NEPA also established the Council on Environmental Quality ("CEQ") to help further the statute's environmental objectives, and it authorized the CEQ to enact regulations describing environmental review procedures that federal agencies are to follow to comply with NEPA.40 Pursuant to this power, the CEQ "has promulgated detailed regulations setting forth when a federal agency must prepare a full [EIS] or the less extensive [EA and FONSI] and what must be included in each."41 It is, thus, clear that not every proposed action requires the preparation of an EIS.

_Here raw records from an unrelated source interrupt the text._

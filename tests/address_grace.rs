//! Address loader reconciliation: grace-window semantics against a mock
//! watch table and a recording subscriber.

use std::sync::Arc;
use std::time::Duration;

use anyhow::{anyhow, Result};
use async_trait::async_trait;
use chrono::{DateTime, Utc};
use parking_lot::Mutex;

use hl_monitor::models::{OrderAggregationRow, PositionRecord, Signal};
use hl_monitor::monitor::{AddressLoader, AddressSubscriber};
use hl_monitor::storage::MonitorStorage;

#[derive(Default)]
struct MockWatchTable {
    addresses: Mutex<Vec<String>>,
}

impl MockWatchTable {
    fn set(&self, addrs: &[&str]) {
        *self.addresses.lock() = addrs.iter().map(|s| s.to_string()).collect();
    }
}

#[async_trait]
impl MonitorStorage for MockWatchTable {
    async fn list_active_addresses(&self) -> Result<Vec<String>> {
        Ok(self.addresses.lock().clone())
    }
    async fn get_sent_orders_since(&self, _since: DateTime<Utc>) -> Result<Vec<OrderAggregationRow>> {
        Ok(Vec::new())
    }
    async fn batch_upsert_order_aggregations(&self, _rows: &[OrderAggregationRow]) -> Result<()> {
        Ok(())
    }
    async fn batch_upsert_position_cache(&self, _rows: &[PositionRecord]) -> Result<()> {
        Ok(())
    }
    async fn create_signal(&self, _signal: &Signal) -> Result<()> {
        Ok(())
    }
    async fn delete_aggregations_older_than(&self, _cutoff: DateTime<Utc>) -> Result<u64> {
        Ok(0)
    }
    async fn delete_signals_older_than(&self, _cutoff: DateTime<Utc>) -> Result<u64> {
        Ok(0)
    }
}

#[derive(Default)]
struct RecordingSubscriber {
    subscribes: Mutex<Vec<String>>,
    unsubscribes: Mutex<Vec<String>>,
    fail_subscribes: Mutex<bool>,
}

#[async_trait]
impl AddressSubscriber for RecordingSubscriber {
    fn name(&self) -> &'static str {
        "recording"
    }
    async fn subscribe_address(&self, address: &str) -> Result<()> {
        if *self.fail_subscribes.lock() {
            return Err(anyhow!("subscribe refused"));
        }
        self.subscribes.lock().push(address.to_string());
        Ok(())
    }
    async fn unsubscribe_address(&self, address: &str) -> Result<()> {
        self.unsubscribes.lock().push(address.to_string());
        Ok(())
    }
}

fn setup(grace: Duration) -> (Arc<MockWatchTable>, Arc<RecordingSubscriber>, Arc<AddressLoader>) {
    let table = Arc::new(MockWatchTable::default());
    let subscriber = Arc::new(RecordingSubscriber::default());
    let loader = AddressLoader::new(table.clone(), Duration::from_secs(300), grace);
    loader.register(subscriber.clone());
    (table, subscriber, loader)
}

#[tokio::test]
async fn discovered_addresses_are_subscribed_once() {
    let (table, subscriber, loader) = setup(Duration::from_secs(600));

    table.set(&["0xA", "0xB"]);
    loader.reconcile_now().await.unwrap();
    // already-known addresses do not resubscribe
    loader.reconcile_now().await.unwrap();

    let mut subs = subscriber.subscribes.lock().clone();
    subs.sort();
    assert_eq!(subs, vec!["0xa", "0xb"]);

    let stats = loader.stats().await;
    assert_eq!(stats.watched, 2);
    assert_eq!(stats.pending_remove, 0);
}

#[tokio::test]
async fn reappearing_address_inside_grace_costs_nothing() {
    let (table, subscriber, loader) = setup(Duration::from_secs(600));

    table.set(&["0xb"]);
    loader.reconcile_now().await.unwrap();
    assert_eq!(subscriber.subscribes.lock().len(), 1);

    // source table flaps: the address disappears...
    table.set(&[]);
    loader.reconcile_now().await.unwrap();
    assert_eq!(loader.stats().await.pending_remove, 1);
    assert!(subscriber.unsubscribes.lock().is_empty());

    // ...and reappears well inside the grace window
    table.set(&["0xb"]);
    loader.reconcile_now().await.unwrap();

    // neither an unsubscribe nor a duplicate subscribe happened
    assert!(subscriber.unsubscribes.lock().is_empty());
    assert_eq!(subscriber.subscribes.lock().len(), 1);
    assert_eq!(loader.stats().await.pending_remove, 0);
}

#[tokio::test]
async fn grace_expiry_unsubscribes() {
    let (table, subscriber, loader) = setup(Duration::from_millis(150));

    table.set(&["0xc"]);
    loader.reconcile_now().await.unwrap();

    table.set(&[]);
    loader.reconcile_now().await.unwrap();
    assert!(subscriber.unsubscribes.lock().is_empty());

    tokio::time::sleep(Duration::from_millis(200)).await;
    loader.reconcile_now().await.unwrap();

    assert_eq!(subscriber.unsubscribes.lock().clone(), vec!["0xc"]);
    let stats = loader.stats().await;
    assert_eq!(stats.watched, 0);
    assert_eq!(stats.pending_remove, 0);
}

#[tokio::test]
async fn subscriber_failure_does_not_abort_the_sweep() {
    let (table, subscriber, loader) = setup(Duration::from_secs(600));
    *subscriber.fail_subscribes.lock() = true;

    table.set(&["0xd", "0xe"]);
    loader.reconcile_now().await.unwrap();

    // the sweep completed and the loader still tracks both addresses
    let stats = loader.stats().await;
    assert_eq!(stats.watched, 2);
    assert!(subscriber.subscribes.lock().is_empty());
}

Indeed, according to CEQ regulations, an agency may comply with NEPA by preparing an EA and a FONSI if it finds that a proposed action "will not have a significant effect on the human environment . . . ."42 An EA is a "concise . . . document" that serves to "[b]riefly provide sufficient evidence and analysis for determining whether to prepare an [EIS] or a [FONSI]."43 It includes "brief discussions of the need for the proposal, of alternatives . . . , [and] of the environmental impacts of the proposed action and alternatives . . . ."44

A FONSI is a "brief[]" document that "present[s] the reasons why an action . . . will not have a significant effect on the human environment . . . ."45 The FONSI "include[s] the [EA] or a summary of it and . . . note[s] any other environmental documents related to it . . . ."46

Subsequent to the Corps' decision to issue the section 10 permit, Plaintiffs brought this action challenging that decision. Presently before this court are Plaintiffs, Defendants, and Intervenor's motions for summary judgment. Plaintiffs argue that, for the reasons that are recounted below, the Corps acted unlawfully in issuing Cape Wind a section 10 permit for the data tower project. Defendants and Intervenor maintain that the Corps did not, in any way, act wrongfully in granting Cape Wind the section 10 permit.

DISCUSSION

The parties have filed motions for summary judgment. Under Federal Rule of Civil Procedure 56, summary judgment is appropriate only if the record reveals that there is "no genuine issue as to any material fact and . . . the moving party [has demonstrated an] entitle[ment] to a judgment as a matter of law."47 Pursuant to this standard, the "party seeking summary judgment [must] make a preliminary showing that no genuine issue of material fact exists. Once the movant has made this showing, the nonmovant must contradict the showing by pointing to specific facts demonstrating that there is, indeed,...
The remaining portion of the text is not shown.